The federal state system offers scope for differentiated solutions

Reflections on Oliver Zimmer’s book “Wer hat Angst vor Tell? Unzeitgemässes zur Demokratie” (Who is afraid of Wilhelm Tell? Untimely aspects of democracy)

by Urs Graf

In his newly published book “Wer hat Angst vor Willhelm Tell? Unzeitgemässes zur Demokratie”1 Professor Oliver Zimmer raises fundamental questions about the political development of our society. He does so by comparing observations from Great Britain and Switzerland, where he has spent half of his life to date. The historian, who grew up in the Swiss town Thalwil and has been teaching at Oxford for more than twenty years, describes his expositions as “untimely” because they are not in the mainstream of the published zeitgeist. His historical and political-philosophical explanations are therefore very interesting.

Intellectual elites  in the “golden triangle”
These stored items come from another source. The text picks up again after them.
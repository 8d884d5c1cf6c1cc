//! Relax-music playback control.
//!
//! Playback runs while the user wants it, the clock is inside the music
//! window, and the session has not hit the one-hour cap.  The cap is
//! measured from the moment playback started — not from the window start —
//! so music toggled on twenty minutes into the window still gets its full
//! hour (bounded by the window-exit stop).
//!
//! A 5-second grace period after each start masks window-exit stops only:
//! it absorbs boundary flapping when the window edge and the evaluation
//! race within the same tick, but an explicit user disable always stops
//! playback immediately.

use log::{info, warn};

use crate::app::ports::AudioPort;
use crate::app::state::ExecState;
use crate::config::UserSettings;

/// Hard cap on one playback session.
pub const MAX_PLAY_MS: u64 = 3_600_000;

/// Window-exit stops are suppressed for this long after a start.
pub const GRACE_MS: u64 = 5_000;

/// Advance playback by one evaluation.  Inert while the alarm is sounding.
pub fn drive(
    settings: &UserSettings,
    exec: &mut ExecState,
    now_ms: u64,
    audio: &mut impl AudioPort,
) {
    if exec.alarm_active {
        return;
    }

    let cap_expired = exec
        .music
        .started_at_ms
        .is_some_and(|t| now_ms.saturating_sub(t) >= MAX_PLAY_MS);
    let should_play = settings.music.enabled && exec.in_music_window && !cap_expired;

    if should_play && !exec.music_active {
        start(settings, exec, now_ms, audio);
    } else if !should_play && exec.music_active {
        let in_grace = exec.music.grace_until_ms.is_some_and(|g| now_ms < g);
        // Grace masks window-exit only; a withdrawn toggle stops at once.
        // (The cap cannot expire inside its own grace window.)
        if in_grace && settings.music.enabled && !cap_expired {
            return;
        }

        audio.stop();
        exec.music_active = false;
        exec.music.grace_until_ms = None;
        if cap_expired {
            // Keep `started_at_ms`: the expired cap latches playback off
            // for the remainder of this activation.
            info!("music: one-hour cap reached, playback stopped");
        } else {
            exec.music.started_at_ms = None;
            if settings.music.enabled {
                info!("music: window closed, playback stopped");
            } else {
                info!("music: stopped on user request");
            }
        }
    }

    // The cap latch holds only while intent and window both persist; once
    // either goes away the next activation starts with a fresh hour.
    if !exec.music_active
        && exec.music.started_at_ms.is_some()
        && (!settings.music.enabled || !exec.in_music_window)
    {
        exec.music.clear();
    }
}

/// Restart playback after the alarm released the audio device.
///
/// A fresh activation: new start timestamp (the cap restarts), new grace
/// period, stored volume and track re-applied.  The normal stop logic takes
/// over on the following ticks if the window is already closed.
pub fn resume_after_alarm(
    settings: &UserSettings,
    exec: &mut ExecState,
    now_ms: u64,
    audio: &mut impl AudioPort,
) {
    if settings.music.enabled && !exec.music_active {
        info!("music: resuming after alarm");
        start(settings, exec, now_ms, audio);
    }
}

fn start(settings: &UserSettings, exec: &mut ExecState, now_ms: u64, audio: &mut impl AudioPort) {
    if !audio.is_ready() {
        warn!("music: audio device unavailable, playback skipped");
        return;
    }
    audio.set_volume(settings.music.volume);
    audio.play(settings.music.track);
    exec.music.started_at_ms = Some(now_ms);
    exec.music.grace_until_ms = Some(now_ms + GRACE_MS);
    exec.music_active = true;
    info!(
        "music: playing track {} at volume {}/30",
        settings.music.track, settings.music.volume
    );
}
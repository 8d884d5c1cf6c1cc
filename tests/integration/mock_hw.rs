//! Mock adapters for integration tests.
//!
//! The hardware mock records every actuator call so tests can assert on
//! the full command history without touching real GPIO/PWM/UART.

use std::cell::RefCell;

use swell::app::events::{AppEvent, StatusSnapshot};
use swell::app::ports::{
    AudioPort, ClockError, ClockPort, EventSink, LightChannel, LightPort, SettingsError,
    SettingsPort, SprayPort,
};
use swell::config::UserSettings;
use swell::schedule::TimeOfDay;

// ── Actuator call record ──────────────────────────────────────

#[derive(Debug, Clone, Copy, PartialEq, Eq)]
pub enum ActuatorCall {
    Light { channel: LightChannel, percent: u8 },
    Relay(bool),
    Play(u8),
    Stop,
    Volume(u8),
}

// ── MockHardware ──────────────────────────────────────────────

pub struct MockHardware {
    pub calls: Vec<ActuatorCall>,
    pub audio_ready: bool,
}

#[allow(dead_code)]
impl MockHardware {
    pub fn new() -> Self {
        Self {
            calls: Vec::new(),
            audio_ready: true,
        }
    }

    /// Most recent level commanded on `channel`.
    pub fn light_level(&self, channel: LightChannel) -> Option<u8> {
        self.calls.iter().rev().find_map(|c| match c {
            ActuatorCall::Light { channel: ch, percent } if *ch == channel => Some(*percent),
            _ => None,
        })
    }

    /// Whether the diffuser relay is currently high.
    pub fn relay_on(&self) -> bool {
        self.calls
            .iter()
            .rev()
            .find_map(|c| match c {
                ActuatorCall::Relay(on) => Some(*on),
                _ => None,
            })
            .unwrap_or(false)
    }

    /// Track currently playing, if the last transport command was a play.
    pub fn playing(&self) -> Option<u8> {
        self.calls.iter().rev().find_map(|c| match c {
            ActuatorCall::Play(track) => Some(*track),
            ActuatorCall::Stop => None,
            _ => None,
        })
    }

    /// Most recent volume command.
    pub fn volume(&self) -> Option<u8> {
        self.calls.iter().rev().find_map(|c| match c {
            ActuatorCall::Volume(v) => Some(*v),
            _ => None,
        })
    }

    /// Transport-only view of the call history (play/stop/volume).
    pub fn audio_calls(&self) -> Vec<ActuatorCall> {
        self.calls
            .iter()
            .filter(|c| {
                matches!(
                    c,
                    ActuatorCall::Play(_) | ActuatorCall::Stop | ActuatorCall::Volume(_)
                )
            })
            .copied()
            .collect()
    }
}

impl Default for MockHardware {
    fn default() -> Self {
        Self::new()
    }
}

impl LightPort for MockHardware {
    fn set_channel(&mut self, channel: LightChannel, percent: u8) {
        self.calls.push(ActuatorCall::Light { channel, percent });
    }
}

impl SprayPort for MockHardware {
    fn set_active(&mut self, on: bool) {
        self.calls.push(ActuatorCall::Relay(on));
    }
}

impl AudioPort for MockHardware {
    fn play(&mut self, track: u8) {
        self.calls.push(ActuatorCall::Play(track));
    }

    fn stop(&mut self) {
        self.calls.push(ActuatorCall::Stop);
    }

    fn set_volume(&mut self, volume: u8) {
        self.calls.push(ActuatorCall::Volume(volume));
    }

    fn is_ready(&self) -> bool {
        self.audio_ready
    }
}

// ── MockClock ─────────────────────────────────────────────────

pub struct MockClock {
    pub time: Result<TimeOfDay, ClockError>,
    pub uptime_ms: u64,
}

#[allow(dead_code)]
impl MockClock {
    pub fn at(hour: u8, minute: u8) -> Self {
        Self {
            time: Ok(TimeOfDay { hour, minute }),
            uptime_ms: 0,
        }
    }

    pub fn set_time(&mut self, hour: u8, minute: u8) {
        self.time = Ok(TimeOfDay { hour, minute });
    }

    pub fn advance_secs(&mut self, secs: u64) {
        self.uptime_ms += secs * 1_000;
    }
}

impl ClockPort for MockClock {
    fn wall_time(&mut self) -> Result<TimeOfDay, ClockError> {
        self.time
    }

    fn uptime_ms(&mut self) -> u64 {
        self.uptime_ms
    }
}

// ── MockStore ─────────────────────────────────────────────────

/// Records every save; loads report first boot.
pub struct MockStore {
    pub saved: RefCell<Vec<UserSettings>>,
}

#[allow(dead_code)]
impl MockStore {
    pub fn new() -> Self {
        Self {
            saved: RefCell::new(Vec::new()),
        }
    }

    pub fn save_count(&self) -> usize {
        self.saved.borrow().len()
    }

    pub fn last_saved(&self) -> Option<UserSettings> {
        self.saved.borrow().last().cloned()
    }
}

impl Default for MockStore {
    fn default() -> Self {
        Self::new()
    }
}

impl SettingsPort for MockStore {
    fn load(&self) -> Result<UserSettings, SettingsError> {
        Err(SettingsError::NotFound)
    }

    fn save(&self, settings: &UserSettings) -> Result<(), SettingsError> {
        self.saved.borrow_mut().push(settings.clone());
        Ok(())
    }
}

// ── CollectSink ───────────────────────────────────────────────

pub struct CollectSink {
    pub events: Vec<AppEvent>,
}

#[allow(dead_code)]
impl CollectSink {
    pub fn new() -> Self {
        Self { events: Vec::new() }
    }

    pub fn last_status(&self) -> Option<StatusSnapshot> {
        self.events.iter().rev().find_map(|e| match e {
            AppEvent::Status(s) => Some(s.clone()),
            _ => None,
        })
    }

    pub fn status_count(&self) -> usize {
        self.events
            .iter()
            .filter(|e| matches!(e, AppEvent::Status(_)))
            .count()
    }
}

impl Default for CollectSink {
    fn default() -> Self {
        Self::new()
    }
}

impl EventSink for CollectSink {
    fn emit(&mut self, event: &AppEvent) {
        self.events.push(event.clone());
    }
}
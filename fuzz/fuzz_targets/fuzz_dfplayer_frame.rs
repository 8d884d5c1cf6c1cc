//! Fuzz the DFPlayer frame checksum verifier with arbitrary 10-byte frames.

#![no_main]

use libfuzzer_sys::fuzz_target;
use swell::drivers::dfplayer::{checksum_ok, frame, Cmd};

fuzz_target!(|data: &[u8]| {
    if data.len() >= 10 {
        let mut buf = [0u8; 10];
        buf.copy_from_slice(&data[..10]);
        let _ = checksum_ok(&buf);
    }

    // Frames we build always verify.
    if let [cmd_byte, p0, p1, ..] = *data {
        let cmd = match cmd_byte % 5 {
            0 => Cmd::PlayTrack,
            1 => Cmd::SetVolume,
            2 => Cmd::SetEq,
            3 => Cmd::Reset,
            _ => Cmd::Stop,
        };
        let param = u16::from_be_bytes([p0, p1]);
        assert!(checksum_ok(&frame(cmd, param, false)));
    }
});
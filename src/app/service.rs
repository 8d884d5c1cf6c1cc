//! Application service — the hexagonal core.
//!
//! [`AppService`] owns the durable [`UserSettings`] and the ephemeral
//! [`ExecState`] (the explicit context object — no process-wide statics)
//! and reconciles them against the clock once per tick.  All I/O flows
//! through port traits injected at call sites, making the entire service
//! testable with mock adapters.
//!
//! ```text
//!   ClockPort ──▶ ┌────────────────────────────┐ ──▶ EventSink
//!                 │        AppService          │
//!   Command  ──▶  │  phase · aroma · music ·   │
//!                 │  alarm reconciliation      │
//!   LightPort ◀───│                            │──▶ SettingsPort
//!   SprayPort ◀───┤                            │
//!   AudioPort ◀───└────────────────────────────┘
//! ```
//!
//! Inbound commands run to completion between ticks: validate → mutate
//! settings → persist → reconcile once out of band → broadcast.  A client
//! therefore observes the effect of its own command before the next
//! periodic broadcast.

use log::{info, warn};

use crate::config::{volume_from_percent, UserSettings};
use crate::control::{alarm, aroma, music};
use crate::playlist;
use crate::schedule::{self, MUSIC_WINDOW_MINUTES};

use super::commands::Command;
use super::events::{AppEvent, StatusSnapshot};
use super::ports::{
    AudioPort, ClockPort, EventSink, LightChannel, LightPort, SettingsPort, SprayPort,
};
use super::state::{ExecState, TimerPhase};

/// White-strip level during the wake phase.
const WAKE_LIGHT_PERCENT: u8 = 100;

/// The application service orchestrates the reconciliation engine.
pub struct AppService {
    settings: UserSettings,
    exec: ExecState,
    /// Snapshot last handed to the sink; change detection baseline.
    last_emitted: Option<StatusSnapshot>,
}

impl AppService {
    /// Construct the service around loaded (or default) settings.
    pub fn new(settings: UserSettings) -> Self {
        Self {
            settings,
            exec: ExecState::default(),
            last_emitted: None,
        }
    }

    // ── Lifecycle ─────────────────────────────────────────────

    /// Announce startup.  The first `tick` establishes the real phase.
    pub fn start(&mut self, sink: &mut impl EventSink) {
        sink.emit(&AppEvent::Started(self.exec.phase));
        info!(
            "service started (timer {}, confirmed: {})",
            if self.settings.timer.enabled { "on" } else { "off" },
            self.settings.timer.confirmed
        );
    }

    // ── Per-tick orchestration ────────────────────────────────

    /// Run one reconciliation pass and notify observers if anything they
    /// can see has changed.
    ///
    /// The `hw` parameter satisfies all three actuator ports — this avoids
    /// a triple mutable borrow while keeping the port boundary explicit.
    pub fn tick(
        &mut self,
        clock: &mut impl ClockPort,
        hw: &mut (impl LightPort + SprayPort + AudioPort),
        sink: &mut impl EventSink,
    ) {
        self.reconcile(clock, hw, sink);
        self.emit_if_changed(sink);
    }

    fn reconcile(
        &mut self,
        clock: &mut impl ClockPort,
        hw: &mut (impl LightPort + SprayPort + AudioPort),
        sink: &mut impl EventSink,
    ) {
        // 1. Unconfirmed timer: everything inert, nothing evaluated.
        if !self.settings.timer.confirmed {
            self.quiesce(hw);
            return;
        }

        // 2. Read the clock; a failed read changes nothing this tick.
        let now = match clock.wall_time() {
            Ok(t) => t,
            Err(e) => {
                warn!("clock read failed ({e}), skipping this evaluation");
                return;
            }
        };
        let now_ms = clock.uptime_ms();

        let current = now.minutes();
        let start = self.settings.timer.start.minutes();
        let end = self.settings.timer.end.minutes();

        let prev_phase = self.exec.phase;
        let sleeping = schedule::in_sleep_phase(current, start, end);
        self.exec.phase = if sleeping { TimerPhase::Sleep } else { TimerPhase::Wake };
        // The music window is a strict subset of the sleep phase.
        self.exec.in_music_window =
            sleeping && schedule::in_window(current, start, MUSIC_WINDOW_MINUTES);

        // 3. Adaptive lighting.
        if sleeping {
            hw.set_channel(LightChannel::Yellow, self.settings.light.intensity);
            hw.set_channel(LightChannel::White, 0);
        } else {
            hw.set_channel(LightChannel::White, WAKE_LIGHT_PERCENT);
            hw.set_channel(LightChannel::Yellow, 0);
        }

        // 4–6. Feature controllers.
        aroma::drive(&self.settings, &mut self.exec, now_ms, hw);
        music::drive(&self.settings, &mut self.exec, now_ms, hw);
        if alarm::drive(&self.settings, &mut self.exec, now, now_ms, hw) {
            music::resume_after_alarm(&self.settings, &mut self.exec, now_ms, hw);
        }

        if self.exec.phase != prev_phase {
            sink.emit(&AppEvent::PhaseChanged {
                from: prev_phase,
                to: self.exec.phase,
            });
        }
    }

    /// Force every actuator to its inert state and reset execution.
    fn quiesce(&mut self, hw: &mut (impl LightPort + SprayPort + AudioPort)) {
        hw.set_channel(LightChannel::White, 0);
        hw.set_channel(LightChannel::Yellow, 0);
        if self.exec.aroma_active() {
            hw.set_active(false);
        }
        if self.exec.music_active || self.exec.alarm_active {
            hw.stop();
        }
        self.exec = ExecState::default();
    }

    // ── Command handling ──────────────────────────────────────

    /// Process one inbound command to completion.
    ///
    /// Mutating commands persist the settings, reconcile once out of band,
    /// and broadcast the new state unconditionally.  Commands arriving
    /// while the timer is unconfirmed (other than the timer commands and
    /// read-only queries) are accepted but ignored, with no error surfaced.
    pub fn handle_command(
        &mut self,
        cmd: Command,
        clock: &mut impl ClockPort,
        hw: &mut (impl LightPort + SprayPort + AudioPort),
        store: &impl SettingsPort,
        sink: &mut impl EventSink,
    ) {
        match cmd {
            Command::GetStatus => {
                self.broadcast(sink);
                return;
            }
            Command::GetPlaylist => {
                sink.emit(&AppEvent::Playlist(playlist::RELAX_PLAYLIST));
                return;
            }
            _ => {}
        }

        if !self.apply(cmd, hw) {
            return;
        }

        if let Err(e) = store.save(&self.settings) {
            warn!("settings save failed: {e}");
        }
        self.reconcile(clock, hw, sink);
        self.broadcast(sink);
    }

    /// Mutate settings per command.  Returns whether anything was accepted.
    fn apply(&mut self, cmd: Command, hw: &mut impl AudioPort) -> bool {
        match cmd {
            Command::TimerToggle(on) => {
                self.settings.timer.enabled = on;
                if !on {
                    // Disarming also drops the confirmation; the next
                    // reconcile pass quiesces every actuator, including a
                    // spray in progress.
                    self.settings.timer.confirmed = false;
                }
                info!("timer {}", if on { "armed" } else { "disarmed" });
                true
            }
            Command::TimerConfirm { start, end } => {
                if !self.settings.timer.enabled {
                    info!("timer-confirm ignored, timer not armed");
                    return false;
                }
                // Unparseable fields keep the previously stored time.
                if let Some(s) = start {
                    self.settings.timer.start = s;
                }
                if let Some(e) = end {
                    self.settings.timer.end = e;
                }
                self.settings.timer.confirmed = true;
                info!(
                    "timer confirmed: {} -> {}",
                    self.settings.timer.start, self.settings.timer.end
                );
                true
            }
            _ if !self.settings.timer.confirmed => {
                info!("command ignored, timer not confirmed");
                false
            }
            Command::LightIntensity(percent) => {
                self.settings.light.intensity = percent.min(100);
                info!("light intensity: {}%", self.settings.light.intensity);
                true
            }
            Command::AromaToggle(on) => {
                self.settings.aromatherapy.enabled = on;
                info!("aromatherapy {}", if on { "enabled" } else { "disabled" });
                true
            }
            Command::AlarmToggle(on) => {
                self.settings.alarm.enabled = on;
                info!("alarm {}", if on { "enabled" } else { "disabled" });
                true
            }
            Command::MusicToggle(on) => {
                self.settings.music.enabled = on;
                info!("music {}", if on { "enabled" } else { "disabled" });
                true
            }
            Command::MusicTrack(requested) => {
                let track = playlist::valid_track_or_default(requested);
                self.settings.music.track = track;
                // Live track switch; the cap keeps running from the
                // original start.
                if self.exec.music_active && hw.is_ready() {
                    hw.play(track);
                }
                info!("music track: {}", track);
                true
            }
            Command::MusicVolume(percent) => {
                let volume = volume_from_percent(percent);
                self.settings.music.volume = volume;
                if self.exec.music_active && hw.is_ready() {
                    hw.set_volume(volume);
                }
                info!("music volume: {}% ({}/30)", percent.min(100), volume);
                true
            }
            // Read-only queries are dispatched before `apply`; nothing to do.
            Command::GetStatus | Command::GetPlaylist => false,
        }
    }

    // ── Queries ───────────────────────────────────────────────

    /// Capture the current observable state.
    pub fn snapshot(&self) -> StatusSnapshot {
        StatusSnapshot::capture(&self.settings, &self.exec)
    }

    pub fn settings(&self) -> &UserSettings {
        &self.settings
    }

    pub fn exec(&self) -> &ExecState {
        &self.exec
    }

    // ── Notification ──────────────────────────────────────────

    fn emit_if_changed(&mut self, sink: &mut impl EventSink) {
        let snap = self.snapshot();
        if self.last_emitted.as_ref() != Some(&snap) {
            sink.emit(&AppEvent::Status(snap.clone()));
            self.last_emitted = Some(snap);
        }
    }

    /// Emit the current snapshot regardless of the change baseline.
    pub fn broadcast(&mut self, sink: &mut impl EventSink) {
        let snap = self.snapshot();
        sink.emit(&AppEvent::Status(snap.clone()));
        self.last_emitted = Some(snap);
    }
}
//! Fuzz the inbound command parser: arbitrary bytes must never panic —
//! malformed messages are dropped, well-formed ones produce a command.

#![no_main]

use libfuzzer_sys::fuzz_target;
use swell::app::commands::Command;

fuzz_target!(|data: &[u8]| {
    if let Ok(text) = core::str::from_utf8(data) {
        let _ = Command::parse(text);
    }
});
First, there is the tension between “liberalism” and “democracy”, which already existed in the 19th century when the Swiss federal state was founded. Zimmer describes the “radical” Jakob Stämpfli and the “liberal” Alfred Escher as the antipodes of the debate at that time, with the former advocating above all participation (democracy) and the latter free enterprise. He considers both approaches to be existential for our political culture in the sense that it is precisely this ongoing tension that best balances freedom and responsibility.
  Zimmer describes the mindset of today’s (liberal) intellectual elites in the “golden triangle” of London-Oxford-Cambridge, where a society of higher-paid service providers in the private and public sectors has concentrated, seeing itself as cosmopolitan and having hardly any contact with the local population. It is subject to the misunderstanding that this society owes its privileged position exclusively to its own performance (meritocracy), without the help of others throughout the country who enjoy less prestige and advantages for their daily work. This can be seen above all in the sharply polarised debate about Brexit, of which only the voices of the “Remainers” can be heard in this country, i.e. those Britons who want to remain in the EU. In Switzerland, this social polarisation also exists – and certainly among parties of different colours.

Trajectories of democracy

Zimmer points to the different understandings of the structure and function of the state (in terms of constitutional jurisdiction versus popular sovereignty) as they have developed in the nations in the course of their social history. They determine the relationship between citizen and state. Liberals advocated the universality of human rights, the separation of powers and the constitution, but they distrusted the people (demos), whom they preferred not to grant legislative power. In Switzerland, the so-called people’s rights (referendum and initiative) - at that time still without the participation of women - were gradually introduced in the course of the 19th century under the pressure of predominantly rural (conservative) democracy movements. The trajectories of democracies in continental Europe have not been the same as in Switzerland or the United Kingdom. And the perception of laws--as democratically negotiated collective treaties or as decrees from higher authorities (the political reality of the EU) – is also dependent on this.
  There is a similarity between Switzerland and the UK in terms of their democratic traditions and their autonomy vis-à-vis the EU, which today certainly corresponds to the “island” metaphor.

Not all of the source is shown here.